Alzheimer's and Families

Alzheimer's disease is most prevalent among those over the age of 65. With the diagnosis, families are faced with issues that undermine self-esteem, security and hope. In addition to medical facilities for diagnosis and treatment, the family may also require members of the community to help the patient in times of difficulty.
In the initial phase of the disease, the patient is able to venture out alone, but at some point, he will cease to recognise a well-known street and other landmarks. So it is necessary that the news of the diagnosis is shared with others outside the home, such as the doorman, the mailman or even the owner of the neighbourhood newsstand. Any of these people may be in a position to assist the patient to return home in case he gets lost.
Reaching out beyond the nuclear family also reduces feelings of loneliness and isolation. It may help if the patient and his family have some kind of support system during the process of developing the disease. Many families give some kind of identification documents to the patient in terms of personal data and diagnosis, so he can get help if needed.
As this form of dementia progresses, patients are more at risk when they leave home by themselves.

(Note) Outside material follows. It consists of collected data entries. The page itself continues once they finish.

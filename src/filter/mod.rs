//! Date range, role-interest and ticker predicates over a [`Dataset`].
//!
//! Comparison modes:
//! - Filing date: inclusive range on both ends.
//! - Role interests: case-sensitive substring match against the free-text relationship,
//!   since the selectable vocabulary ("10%", "SVP", ...) is not the derived [`Role`](crate::Role).
//! - Tickers: exact equality against the symbol; the selectable tickers come from
//!   [`Dataset::symbols`], so membership is the natural test.

use chrono::{Days, NaiveDate, Utc};
use chrono_tz::America::New_York;
use serde::Serialize;
use std::collections::HashSet;
use std::fmt;
use std::str::FromStr;

use crate::core::{Dataset, IcError, Transaction};

/// Days before today the default window starts.
pub const DEFAULT_WINDOW_DAYS: u64 = 10;

/// The role vocabulary offered for selection, matched against relationship text.
#[derive(Debug, Clone, Copy, PartialEq, Eq, Hash, Serialize)]
pub enum RoleInterest {
    Ceo,
    Cfo,
    Director,
    TenPercent,
    President,
    Svp,
}

impl RoleInterest {
    /// Every selectable role interest, in menu order.
    pub const ALL: [RoleInterest; 6] = [
        RoleInterest::Ceo,
        RoleInterest::Cfo,
        RoleInterest::Director,
        RoleInterest::TenPercent,
        RoleInterest::President,
        RoleInterest::Svp,
    ];

    /// The exact substring looked for in the relationship text.
    pub const fn needle(self) -> &'static str {
        match self {
            RoleInterest::Ceo => "CEO",
            RoleInterest::Cfo => "CFO",
            RoleInterest::Director => "Director",
            RoleInterest::TenPercent => "10%",
            RoleInterest::President => "President",
            RoleInterest::Svp => "SVP",
        }
    }
}

impl fmt::Display for RoleInterest {
    fn fmt(&self, f: &mut fmt::Formatter<'_>) -> fmt::Result {
        f.write_str(self.needle())
    }
}

impl FromStr for RoleInterest {
    type Err = IcError;

    fn from_str(s: &str) -> Result<Self, Self::Err> {
        let t = s.trim();
        RoleInterest::ALL
            .into_iter()
            .find(|r| r.needle().eq_ignore_ascii_case(t))
            .ok_or_else(|| {
                IcError::InvalidParams(format!(
                    "unknown role {t:?}; expected one of CEO, CFO, Director, 10%, President, SVP"
                ))
            })
    }
}

/// What an empty role or ticker selection means.
#[derive(Debug, Clone, Copy, PartialEq, Eq, Default, Serialize)]
pub enum EmptySelection {
    /// No constraint: every row passes. (Default)
    #[default]
    MatchAll,
    /// Nothing passes.
    MatchNone,
}

impl EmptySelection {
    const fn passes(self) -> bool {
        matches!(self, EmptySelection::MatchAll)
    }
}

/// The user's current filter selection.
#[derive(Debug, Clone, PartialEq, Eq)]
pub struct FilterCriteria {
    start: NaiveDate,
    end: NaiveDate,
    roles: Vec<RoleInterest>,
    tickers: HashSet<String>,
    empty_selection: EmptySelection,
}

/// Today's date on the US East coast, where filings are dated.
pub fn today() -> NaiveDate {
    Utc::now().with_timezone(&New_York).date_naive()
}

impl FilterCriteria {
    /// A filter over `[start, end]` (both inclusive) with no role or ticker selection.
    ///
    /// # Errors
    ///
    /// Returns [`IcError::InvalidDates`] if `start` is after `end`.
    pub fn between(start: NaiveDate, end: NaiveDate) -> Result<Self, IcError> {
        if start > end {
            return Err(IcError::InvalidDates);
        }
        Ok(Self {
            start,
            end,
            roles: Vec::new(),
            tickers: HashSet::new(),
            empty_selection: EmptySelection::default(),
        })
    }

    /// The default window ending at `today`: the previous ten days plus today.
    pub fn default_window(today: NaiveDate) -> Self {
        let start = today
            .checked_sub_days(Days::new(DEFAULT_WINDOW_DAYS))
            .unwrap_or(NaiveDate::MIN);
        Self {
            start,
            end: today,
            roles: Vec::new(),
            tickers: HashSet::new(),
            empty_selection: EmptySelection::default(),
        }
    }

    /// Replace the role-interest selection.
    #[must_use]
    pub fn roles<I>(mut self, roles: I) -> Self
    where
        I: IntoIterator<Item = RoleInterest>,
    {
        self.roles = roles.into_iter().collect();
        self
    }

    /// Replace the ticker selection.
    #[must_use]
    pub fn tickers<I, S>(mut self, tickers: I) -> Self
    where
        I: IntoIterator<Item = S>,
        S: Into<String>,
    {
        self.tickers = tickers.into_iter().map(Into::into).collect();
        self
    }

    /// Choose what an empty role or ticker selection means. Default: [`EmptySelection::MatchAll`].
    #[must_use]
    pub const fn empty_selection(mut self, policy: EmptySelection) -> Self {
        self.empty_selection = policy;
        self
    }

    pub const fn start(&self) -> NaiveDate {
        self.start
    }

    pub const fn end(&self) -> NaiveDate {
        self.end
    }

    /// True if `t` satisfies the date, role and ticker predicates.
    pub fn matches(&self, t: &Transaction) -> bool {
        self.date_matches(t) && self.role_matches(t) && self.ticker_matches(t)
    }

    fn date_matches(&self, t: &Transaction) -> bool {
        (self.start..=self.end).contains(&t.filing)
    }

    fn role_matches(&self, t: &Transaction) -> bool {
        if self.roles.is_empty() {
            return self.empty_selection.passes();
        }
        self.roles.iter().any(|r| t.relationship.contains(r.needle()))
    }

    fn ticker_matches(&self, t: &Transaction) -> bool {
        if self.tickers.is_empty() {
            return self.empty_selection.passes();
        }
        self.tickers.contains(&t.symbol)
    }

    /// The rows of `dataset` that match, in their original order.
    pub fn apply(&self, dataset: &Dataset) -> Dataset {
        Dataset {
            rows: dataset
                .rows
                .iter()
                .filter(|t| self.matches(t))
                .cloned()
                .collect(),
            fetched_at: dataset.fetched_at,
            skipped_pages: dataset.skipped_pages.clone(),
        }
    }
}

impl Default for FilterCriteria {
    fn default() -> Self {
        Self::default_window(today())
    }
}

The house will now require structural changes such as grills on windows, handrails on the stairs and other measures to help prevent potential accidents.
As far as family relationships go, I find that all the family members are affected by the presence of the disease. The patient needs a great deal of restructuring and care during the development of the disease. The caregiver often has to deal with fear, insecurity, rejection and interference from other family members, who are in one way or another involved with the affected person.

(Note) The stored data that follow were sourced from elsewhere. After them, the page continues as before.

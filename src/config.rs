//! Environment-driven settings for the `insider-report` binary.

use std::str::FromStr;
use std::time::Duration;

use url::Url;

use crate::core::{IcClient, IcError, Timeframe};
use crate::feed::{DATASET_TTL, DEFAULT_PAGES, FailurePolicy, InsiderFeed};

#[derive(Debug, Clone)]
pub struct Settings {
    /// Listing URL override (`IC_BASE_URL`).
    pub base_url: Option<Url>,
    /// Request timeout (`IC_TIMEOUT_SECS`).
    pub timeout: Option<Duration>,
    /// Pages to fetch (`IC_PAGES`).
    pub pages: u32,
    /// Minimum transaction amount (`IC_MIN_AMOUNT`).
    pub min_amount: u64,
    /// Reporting window (`IC_TIMEFRAME`: d, w, m, q).
    pub timeframe: Timeframe,
    /// Dataset freshness window (`IC_CACHE_TTL_SECS`).
    pub cache_ttl: Duration,
    /// Page requests in flight (`IC_CONCURRENCY`).
    pub concurrency: usize,
    /// Skip pages that fail to download (`IC_BEST_EFFORT=1`).
    pub best_effort: bool,
}

impl Default for Settings {
    fn default() -> Self {
        Self {
            base_url: None,
            timeout: None,
            pages: DEFAULT_PAGES,
            min_amount: 25_000,
            timeframe: Timeframe::Quarter,
            cache_ttl: DATASET_TTL,
            concurrency: 1,
            best_effort: false,
        }
    }
}

fn var(name: &str) -> Option<String> {
    std::env::var(name)
        .ok()
        .map(|v| v.trim().to_string())
        .filter(|v| !v.is_empty())
}

fn parsed<T: FromStr>(name: &str) -> Result<Option<T>, IcError> {
    var(name)
        .map(|v| {
            v.parse::<T>()
                .map_err(|_| IcError::Config(format!("{name} has an invalid value: {v:?}")))
        })
        .transpose()
}

impl Settings {
    /// Read settings from the environment, loading a `.env` file first if present.
    ///
    /// Unset variables keep their defaults.
    ///
    /// # Errors
    ///
    /// Returns [`IcError::Config`] when a variable is set but cannot be parsed.
    pub fn from_env() -> Result<Self, IcError> {
        dotenv::dotenv().ok();
        let d = Self::default();

        let base_url = var("IC_BASE_URL")
            .map(|v| {
                Url::parse(&v).map_err(|e| IcError::Config(format!("IC_BASE_URL: {e}")))
            })
            .transpose()?;

        let timeframe = match var("IC_TIMEFRAME") {
            Some(v) => v
                .parse::<Timeframe>()
                .map_err(|e| IcError::Config(format!("IC_TIMEFRAME: {e}")))?,
            None => d.timeframe,
        };

        Ok(Self {
            base_url,
            timeout: parsed::<u64>("IC_TIMEOUT_SECS")?.map(Duration::from_secs),
            pages: parsed("IC_PAGES")?.unwrap_or(d.pages),
            min_amount: parsed("IC_MIN_AMOUNT")?.unwrap_or(d.min_amount),
            timeframe,
            cache_ttl: parsed::<u64>("IC_CACHE_TTL_SECS")?
                .map_or(d.cache_ttl, Duration::from_secs),
            concurrency: parsed("IC_CONCURRENCY")?.unwrap_or(d.concurrency),
            best_effort: var("IC_BEST_EFFORT").is_some_and(|v| v == "1" || v == "true"),
        })
    }

    /// Build the HTTP client these settings describe.
    ///
    /// # Errors
    ///
    /// Propagates client construction failures.
    pub fn client(&self) -> Result<IcClient, IcError> {
        let mut b = IcClient::builder();
        if let Some(u) = &self.base_url {
            b = b.base_listing(u.clone());
        }
        if let Some(t) = self.timeout {
            b = b.timeout(t);
        }
        b.build()
    }

    /// Build a feed over `client` with these settings.
    pub fn feed(&self, client: &IcClient) -> InsiderFeed {
        InsiderFeed::new(client)
            .pages(self.pages)
            .min_amount(self.min_amount)
            .timeframe(self.timeframe)
            .concurrency(self.concurrency)
            .ttl(self.cache_ttl)
            .failure_policy(if self.best_effort {
                FailurePolicy::BestEffort
            } else {
                FailurePolicy::Abort
            })
    }
}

The marital relationship hangs in the balance. The patient's relationship with children and grandchildren becomes more vulnerable to arguments.

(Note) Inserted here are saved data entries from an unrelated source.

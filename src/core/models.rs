use chrono::{DateTime, NaiveDate, Utc};
use serde::Serialize;
use std::collections::HashSet;
use std::fmt;
use std::str::FromStr;

use crate::core::IcError;

/// Reporting window the listing aggregates over (the `t=` query parameter).
#[derive(Debug, Clone, Copy, PartialEq, Eq, Hash, Serialize, Default)]
pub enum Timeframe {
    /// Last day.
    Day,
    /// Last week.
    Week,
    /// Last month.
    Month,
    /// Last quarter.
    #[default]
    Quarter,
}

impl Timeframe {
    /// The single-character code the listing expects.
    pub const fn code(self) -> &'static str {
        match self {
            Timeframe::Day => "d",
            Timeframe::Week => "w",
            Timeframe::Month => "m",
            Timeframe::Quarter => "q",
        }
    }
}

impl FromStr for Timeframe {
    type Err = IcError;

    fn from_str(s: &str) -> Result<Self, Self::Err> {
        match s.trim().to_ascii_lowercase().as_str() {
            "d" | "day" => Ok(Timeframe::Day),
            "w" | "week" => Ok(Timeframe::Week),
            "m" | "month" => Ok(Timeframe::Month),
            "q" | "quarter" => Ok(Timeframe::Quarter),
            other => Err(IcError::InvalidParams(format!("unknown timeframe: {other}"))),
        }
    }
}

/// Fixed query parameters shared by every page request of one load.
#[derive(Debug, Clone, PartialEq, Eq)]
pub struct ListingQuery {
    /// Reporting window.
    pub timeframe: Timeframe,
    /// Minimum transaction amount in whole dollars.
    pub min_amount: u64,
}

impl Default for ListingQuery {
    fn default() -> Self {
        Self {
            timeframe: Timeframe::Quarter,
            min_amount: 25_000,
        }
    }
}

/// Categorical summary of an insider's relationship to the company.
///
/// Variants are declared in display order, so `Ord` and [`Role::ALL`] follow it.
#[derive(Debug, Clone, Copy, PartialEq, Eq, Hash, PartialOrd, Ord, Serialize)]
pub enum Role {
    #[serde(rename = "CEO")]
    Ceo,
    #[serde(rename = "CFO")]
    Cfo,
    #[serde(rename = "Other C-level")]
    OtherCLevel,
    #[serde(rename = "Director")]
    Director,
    #[serde(rename = "President")]
    President,
    #[serde(rename = "Executive/Senior VP")]
    ExecutiveVp,
    #[serde(rename = "Shareholder (10%+)")]
    TenPercentOwner,
    #[serde(rename = "Other")]
    Other,
}

impl Role {
    /// Every role, in display order.
    pub const ALL: [Role; 8] = [
        Role::Ceo,
        Role::Cfo,
        Role::OtherCLevel,
        Role::Director,
        Role::President,
        Role::ExecutiveVp,
        Role::TenPercentOwner,
        Role::Other,
    ];

    pub const fn label(self) -> &'static str {
        match self {
            Role::Ceo => "CEO",
            Role::Cfo => "CFO",
            Role::OtherCLevel => "Other C-level",
            Role::Director => "Director",
            Role::President => "President",
            Role::ExecutiveVp => "Executive/Senior VP",
            Role::TenPercentOwner => "Shareholder (10%+)",
            Role::Other => "Other",
        }
    }
}

impl fmt::Display for Role {
    fn fmt(&self, f: &mut fmt::Formatter<'_>) -> fmt::Result {
        f.write_str(self.label())
    }
}

/// One normalized row of the insider listing.
#[derive(Debug, Clone, PartialEq, Serialize)]
pub struct Transaction {
    /// Date the disclosure was filed.
    pub filing: NaiveDate,
    /// Ticker symbol.
    pub symbol: String,
    /// Company or security name.
    pub security: String,
    /// Name of the reporting insider.
    pub insider: String,
    /// Free-text relationship to the company (e.g. "CEO, Director").
    pub relationship: String,
    /// Date the trade happened, when it could be parsed.
    pub transaction_date: Option<NaiveDate>,
    /// Transaction type as listed (e.g. "Purchase").
    #[serde(rename = "type")]
    pub kind: String,
    pub shares: Option<f64>,
    pub price: Option<f64>,
    /// Dollar amount; `None` when the listed value was not numeric.
    pub amount: Option<f64>,
    /// Direct/indirect ownership flag.
    pub ownership: String,
    /// Derived from `relationship`.
    pub role: Role,
}

/// A page that was skipped during a best-effort load.
#[derive(Debug, Clone, PartialEq, Eq, Serialize)]
pub struct SkippedPage {
    pub page: u32,
    pub reason: String,
}

/// The full normalized listing, in page-then-row order.
#[derive(Debug, Clone, PartialEq, Serialize)]
pub struct Dataset {
    pub rows: Vec<Transaction>,
    /// When the pipeline produced this dataset.
    pub fetched_at: DateTime<Utc>,
    /// Pages left out under [`FailurePolicy::BestEffort`](crate::FailurePolicy::BestEffort).
    pub skipped_pages: Vec<SkippedPage>,
}

impl Dataset {
    pub fn new(rows: Vec<Transaction>) -> Self {
        Self {
            rows,
            fetched_at: Utc::now(),
            skipped_pages: Vec::new(),
        }
    }

    pub fn len(&self) -> usize {
        self.rows.len()
    }

    pub fn is_empty(&self) -> bool {
        self.rows.is_empty()
    }

    /// Distinct symbols in first-appearance order; the choices for a ticker selector.
    pub fn symbols(&self) -> Vec<&str> {
        let mut seen = HashSet::new();
        self.rows
            .iter()
            .map(|t| t.symbol.as_str())
            .filter(|s| seen.insert(*s))
            .collect()
    }
}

Impatience and intolerance in the face of the patient's inconsistent attitudes are some of the most common difficulties we see in the dynamics of these families. When a spouse is the affected party, the situation becomes more complex because caregivers have to deal with their own ageing and health problems, and their own problems may be heightened due to stress.
Unresolved issues may resurface between the couple in times of conflict and disappointment. Feelings of resentment, frustration and guilt that were not addressed in the past come to the fore. The patient now requires more attention and care, since these feelings need an outlet for expression.
Among the patient's children, the first impasse is in deciding whether to institutionalise the patient or keep him/her at home, and deciding who will be responsible for his/her care. Some people believe they will be punishing or even abandoning the patient if they choose to hospitalise him/her.
Choosing to put the patient in a clinic means that constant supervision and care are needed. In many cases, a particular caregiver's presence may make a bigger difference to the development of symptoms associated with Alzheimer's.
On the other hand, keeping the person at home demands that one takes care of one's children as well as the patient. With increasing complications as the disease develops, the caregiver is likely to be in constant conflict with other family members' welfare, and may not be able to bear the fatigue and suffering. Life expectancy and fear of developing the disease themselves are the most frequent concerns aired by family members.
The caregiver's anguish over the continued suffering and loss of a loved one's cognitive abilities can lead to intense feelings that must be shared, else they can lead to illness. Role reversal can also be noticed in the speech of caregivers.
At some point of time, the person with Alzheimer's will be totally dependent on the care of another person. The person who was once a provider and caregiver will need someone to take care of him/her.